Phase 2: PHI Discovery and Hash Map Population -- HIGH

After numbering, the pass walks every block (outer loop at 0x37208C0), and within each block walks the instruction use-list at offset +0x18 (inner loop at 0x3720930). The block-list bounds come from the sentinel pointers [F+0x48] (begin) and [F+0x50] (end); each instruction header carries its LLVM opcode in the byte at [I-0x18]. PHI nodes are opcode 0x54 (decimal 84).

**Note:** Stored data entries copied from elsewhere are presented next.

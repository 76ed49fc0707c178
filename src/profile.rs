//! Durable per-user profiles: name, preferences, known facts and goals

use std::collections::BTreeMap;
use std::sync::Arc;

use chrono::{DateTime, Utc};
use serde::{Deserialize, Serialize};
use serde_json::Value;
use tracing::debug;

use crate::error::{Error, Result};
use crate::storage::SqliteStorage;

const PROMPT_PREFERENCES: usize = 5;
const PROMPT_FACTS: usize = 6;
const PROMPT_GOALS: usize = 3;

fn default_status() -> String {
    "active".to_string()
}

#[derive(Debug, Clone, PartialEq, Serialize, Deserialize)]
pub struct Goal {
    pub id: String,
    pub title: String,
    #[serde(default = "default_status")]
    pub status: String,
    /// 0.0 - 1.0
    #[serde(default)]
    pub progress: f32,
}

/// What the assistant knows about a user across conversations
#[derive(Debug, Clone, PartialEq, Serialize, Deserialize)]
pub struct UserProfile {
    #[serde(default)]
    pub user_id: String,
    #[serde(default)]
    pub name: Option<String>,
    #[serde(default)]
    pub preferences: BTreeMap<String, Value>,
    #[serde(default)]
    pub facts: BTreeMap<String, Value>,
    #[serde(default)]
    pub goals: Vec<Goal>,
    #[serde(default)]
    pub updated_at: Option<DateTime<Utc>>,
}

impl UserProfile {
    pub fn new(user_id: impl Into<String>) -> Self {
        Self {
            user_id: user_id.into(),
            name: None,
            preferences: BTreeMap::new(),
            facts: BTreeMap::new(),
            goals: Vec::new(),
            updated_at: None,
        }
    }

    pub fn is_empty(&self) -> bool {
        self.name.as_deref().map_or(true, |n| n.trim().is_empty())
            && self.preferences.is_empty()
            && self.facts.is_empty()
            && self.goals.is_empty()
    }

    /// Merge a patch: scalars and goals are replaced, maps are merged key by key
    pub fn apply(&mut self, patch: ProfilePatch) {
        if let Some(name) = patch.name {
            self.name = Some(name);
        }
        if let Some(preferences) = patch.preferences {
            self.preferences.extend(preferences);
        }
        if let Some(facts) = patch.facts {
            self.facts.extend(facts);
        }
        if let Some(goals) = patch.goals {
            self.goals = goals;
        }
    }

    /// One-line `USER_PROFILE: ...` summary for prompts; `None` for an empty
    /// profile
    pub fn prompt_block(&self) -> Option<String> {
        let mut parts = Vec::new();

        if let Some(name) = self.name.as_deref().filter(|n| !n.trim().is_empty()) {
            parts.push(format!("name={}", name.trim()));
        }
        if !self.preferences.is_empty() {
            parts.push(format!("prefs={}", pairs(&self.preferences, PROMPT_PREFERENCES)));
        }
        if !self.facts.is_empty() {
            parts.push(format!("facts={}", pairs(&self.facts, PROMPT_FACTS)));
        }
        if !self.goals.is_empty() {
            let titles: Vec<&str> = self
                .goals
                .iter()
                .take(PROMPT_GOALS)
                .map(|g| if g.title.is_empty() { g.id.as_str() } else { g.title.as_str() })
                .collect();
            parts.push(format!("goals={}", titles.join("; ")));
        }

        if parts.is_empty() {
            None
        } else {
            Some(format!("USER_PROFILE: {}", parts.join(" | ")))
        }
    }
}

fn pairs(map: &BTreeMap<String, Value>, limit: usize) -> String {
    map.iter()
        .take(limit)
        .map(|(k, v)| match v {
            Value::String(s) => format!("{k}:{s}"),
            other => format!("{k}:{other}"),
        })
        .collect::<Vec<_>>()
        .join(",")
}

/// Partial profile update; absent fields are left alone
#[derive(Debug, Clone, Default, PartialEq, Serialize, Deserialize)]
pub struct ProfilePatch {
    pub name: Option<String>,
    pub preferences: Option<BTreeMap<String, Value>>,
    pub facts: Option<BTreeMap<String, Value>>,
    pub goals: Option<Vec<Goal>>,
}

/// Profiles persisted in the records database
#[derive(Clone)]
pub struct ProfileStore {
    storage: Arc<SqliteStorage>,
}

impl ProfileStore {
    pub fn new(storage: Arc<SqliteStorage>) -> Self {
        Self { storage }
    }

    /// The stored profile, or an empty one for an unknown user
    pub fn get(&self, user_id: &str) -> Result<UserProfile> {
        let user_id = checked_user(user_id)?;
        Ok(self
            .storage
            .get_profile(user_id)?
            .unwrap_or_else(|| UserProfile::new(user_id)))
    }

    /// Apply `patch` to the stored profile and return the result
    pub fn patch(&self, user_id: &str, patch: ProfilePatch) -> Result<UserProfile> {
        let user_id = checked_user(user_id)?;
        let profile = self.storage.update_profile(user_id, |profile| {
            profile.apply(patch);
            profile.updated_at = Some(Utc::now());
        })?;
        debug!(user_id, "profile patched");
        Ok(profile)
    }

    /// Replace the stored profile
    pub fn put(&self, mut profile: UserProfile) -> Result<UserProfile> {
        profile.user_id = checked_user(&profile.user_id)?.to_string();
        profile.updated_at = Some(Utc::now());
        self.storage.save_profile(&profile)?;
        debug!(user_id = %profile.user_id, "profile replaced");
        Ok(profile)
    }

    /// The prompt block for a user, if they have a non-empty profile
    pub fn prompt_block(&self, user_id: &str) -> Result<Option<String>> {
        Ok(self.get(user_id)?.prompt_block())
    }
}

fn checked_user(user_id: &str) -> Result<&str> {
    let user_id = user_id.trim();
    if user_id.is_empty() {
        return Err(Error::invalid_input("user_id must not be empty"));
    }
    Ok(user_id)
}

#[cfg(test)]
mod tests {
    use super::*;
    use serde_json::json;

    fn store() -> (tempfile::TempDir, ProfileStore) {
        let dir = tempfile::tempdir().unwrap();
        let storage = SqliteStorage::open(dir.path().join("records.db")).unwrap();
        (dir, ProfileStore::new(Arc::new(storage)))
    }

    fn goal(id: &str, title: &str) -> Goal {
        Goal {
            id: id.into(),
            title: title.into(),
            status: default_status(),
            progress: 0.0,
        }
    }

    #[test]
    fn unknown_user_gets_an_empty_profile() {
        let (_dir, store) = store();
        let profile = store.get("alice").unwrap();
        assert_eq!(profile.user_id, "alice");
        assert!(profile.is_empty());
        assert_eq!(store.prompt_block("alice").unwrap(), None);
        assert!(matches!(store.get("  "), Err(Error::InvalidInput(_))));
    }

    #[test]
    fn patches_merge_maps_and_replace_goals() {
        let (_dir, store) = store();
        store
            .patch(
                "alice",
                ProfilePatch {
                    name: Some("Alice".into()),
                    preferences: Some(BTreeMap::from([("lang".into(), json!("en"))])),
                    goals: Some(vec![goal("g1", "Run a marathon")]),
                    ..Default::default()
                },
            )
            .unwrap();

        let profile = store
            .patch(
                "alice",
                ProfilePatch {
                    preferences: Some(BTreeMap::from([("tone".into(), json!("brief"))])),
                    facts: Some(BTreeMap::from([("city".into(), json!("Tallinn"))])),
                    goals: Some(vec![goal("g2", "Learn Rust")]),
                    ..Default::default()
                },
            )
            .unwrap();

        assert_eq!(profile.name.as_deref(), Some("Alice"));
        assert_eq!(profile.preferences.len(), 2);
        assert_eq!(profile.goals, vec![goal("g2", "Learn Rust")]);
        assert!(profile.updated_at.is_some());
        assert_eq!(store.get("alice").unwrap(), profile);
    }

    #[test]
    fn put_replaces_the_whole_profile() {
        let (_dir, store) = store();
        store
            .patch(
                "bob",
                ProfilePatch {
                    facts: Some(BTreeMap::from([("pet".into(), json!("cat"))])),
                    ..Default::default()
                },
            )
            .unwrap();

        let mut replacement = UserProfile::new("bob");
        replacement.name = Some("Bob".into());
        store.put(replacement).unwrap();

        let profile = store.get("bob").unwrap();
        assert_eq!(profile.name.as_deref(), Some("Bob"));
        assert!(profile.facts.is_empty());
    }

    #[test]
    fn prompt_block_lists_profile_parts() {
        let mut profile = UserProfile::new("alice");
        profile.name = Some("Alice".into());
        profile.preferences.insert("lang".into(), json!("en"));
        profile.facts.insert("age".into(), json!(34));
        profile.goals = vec![
            goal("g1", "Run a marathon"),
            goal("g2", "Learn Rust"),
            goal("g3", ""),
            goal("g4", "Ignored"),
        ];

        assert_eq!(
            profile.prompt_block().as_deref(),
            Some("USER_PROFILE: name=Alice | prefs=lang:en | facts=age:34 | goals=Run a marathon; Learn Rust; g3")
        );
    }
}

/* Phase 2: every PHI gets a monotonic id and an entry in the open-addressed
 * hash table at PS->phi_map (PassState+0x60). Non-PHIs are skipped. */
#define LLVM_OPCODE_PHI 0x54

static inline uint32_t cssa_hash(void *p) {
    /* Same canonical NVIDIA DenseMap hash used across cicc. */
    uintptr_t v = (uintptr_t)p;
    return (uint32_t)((v >> 4) ^ (v >> 9));
}

void cssa_phase2_discover_phis(Function *F, PassState *PS) {
    for (BasicBlock *bb = F->blocks.first; bb != F->blocks.sentinel;
         bb = bb->next) {
        for (Instruction *I = bb->insts.first;
             I != bb->insts.sentinel;
             I = I->next) {

            if (I->opcode != LLVM_OPCODE_PHI) {     /* byte [I-0x18] */
                cssa_record_use(PS, I);             /* phase-2 inner table */
                continue;
            }

            uint32_t id = PS->next_phi_id++;        /* [PS+0x78] */
            cssa_phi_map_insert(PS->phi_map, I, id);

            /* Inline copy insertion runs immediately after recording the
             * PHI; see phase 3. */
            cssa_phase3_insert_copies(F, PS, bb, I);
        }
    }
}

/* Open-addressed quadratic-probe DenseMap with two tombstones.
 * LLVM_EMPTY = -4096 (0xfffffffffffff000)
 * LLVM_TOMB  = -8192 (0xffffffffffffe000)
 * Growth threshold: load > 3/4 of capacity. */
static void cssa_phi_map_insert(PhiMap *m, void *key, uint32_t id) {
    if (m->capacity == 0) { phi_map_grow(m, 2 * m->capacity); }

    uint32_t mask = m->capacity - 1;
    uint32_t h = cssa_hash(key) & mask;
    void **slot = &m->buckets[h].key;
    void **tomb = NULL;

    uint32_t probe = 1;
    while (*slot != key) {
        if (*slot == LLVM_EMPTY) break;
        if (*slot == LLVM_TOMB && !tomb) tomb = slot;
        h = (h + probe++) & mask;        /* triangular probe */
        slot = &m->buckets[h].key;
    }

    if (*slot != key) {
        slot = tomb ? tomb : slot;
        ++m->live;
        if (*slot != LLVM_EMPTY) --m->tombstones;
        *slot = key;
        slot[1] = (void *)(uintptr_t)id;
    }

    if (4 * (m->live + 1) >= 3 * m->capacity) {
        phi_map_grow(m, 2 * m->capacity);   /* sub_A41E30 */
    }
}

The map serves two purposes: it dedupes PHIs encountered through multiple control-flow paths, and it gives sub_371F790 (phase 4) an O(1) test for "is this value a PHI node I just rewrote?". HIGH confidence (the inline body of sub_A41E30 and the -4096 / -8192 sentinels are visible verbatim in the decomp at 0x3720E15).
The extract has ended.